Most importantly, however, pretending erases the potential a negative experience has for becoming a powerful lesson. Life cannot always be an Instagram feed of peaceful tree shots, hot cups of tea, musicianship and joyful family antics, yet I actively avoid non-compliant experiences. That means I’m only utilizing half of what could make me a better person, both for myself and for those around me.
So, true to my rational side, I developed “The Art of Taking Offense”:
- Take offense. Be hurt. Feel the burn, bruise, cut. It was painful.
- Take a moment. Regroup. Set your shoulders. You are better than the little gremlin that howls to be let loose and give equal offense…or is that just me?
- Take the opportunity.
I’d like to put a bit more time into this last step, because it is key in cutting through bitterness (which tends to crop up at the most inopportune moments) and in empowering yourself after feeling put down. It rockets you out of Victim Village and puts the cape of a Culture Changer on your shoulders. #yes #ilovesuperheroes #andalliteration
Find and take an opportunity to treat someone the opposite way. Quickly.
You get ignored, interrupted or talked over? Find someone to listen to.
You get left out? Find someone to welcome.
You get forgotten? Find someone to remember.
You get rebuffed in your attempt at connecting? Find someone seeking connection.

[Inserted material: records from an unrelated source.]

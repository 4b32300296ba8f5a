//! Session core for an embeddable support-chat widget.
//!
//! Maintains one linear conversation against an OpenAI-compatible
//! completion endpoint: a seeded transcript, a fixed behavioral policy
//! injected as the system message of every request, an Idle/Awaiting
//! submit loop with optimistic echo and graceful fallback, and the panel
//! visibility toggle. Rendering and event wiring belong to the host; this
//! crate owns the state and the request pipeline.

pub mod completion;
pub mod config;
pub mod conversation;
pub mod policy;
pub mod request;
pub mod session;
pub mod visibility;
pub mod widget;

pub use completion::{
    ChatMessage, ChatRequest, ChatResponse, CompletionClient, CompletionError,
    CompletionErrorKind, HttpCompletionClient, LoggingClient, Role,
};
pub use config::{ConfigError, WidgetConfig};
pub use conversation::{Conversation, Speaker, Turn, SEED_GREETING};
pub use policy::Policy;
pub use request::RequestBuilder;
pub use session::{ChatSession, SubmitError, FALLBACK_REPLY, SETTLE_DELAY};
pub use visibility::Visibility;
pub use widget::ChatWidget;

I think you get the point. I’m not pretending to be made of steel. I’m not feigning forgiveness, while carrying around a shotput of bitterness–which will haplessly fling itself into the melee, via an offhand remark 5 minutes, 3 days or a week later. I am redirecting focus to something I can control. With this simple flip-flop, I can make my immediate surroundings a better, safer social environment. There are times to address harms and repeated disrespects but, most of the time, people are like me. I say and do dumb things. I get mad and blustery; my shoulders tingle, my face blanches and I hurt somebody’s feelings. Sometimes, I’m on the receiving end.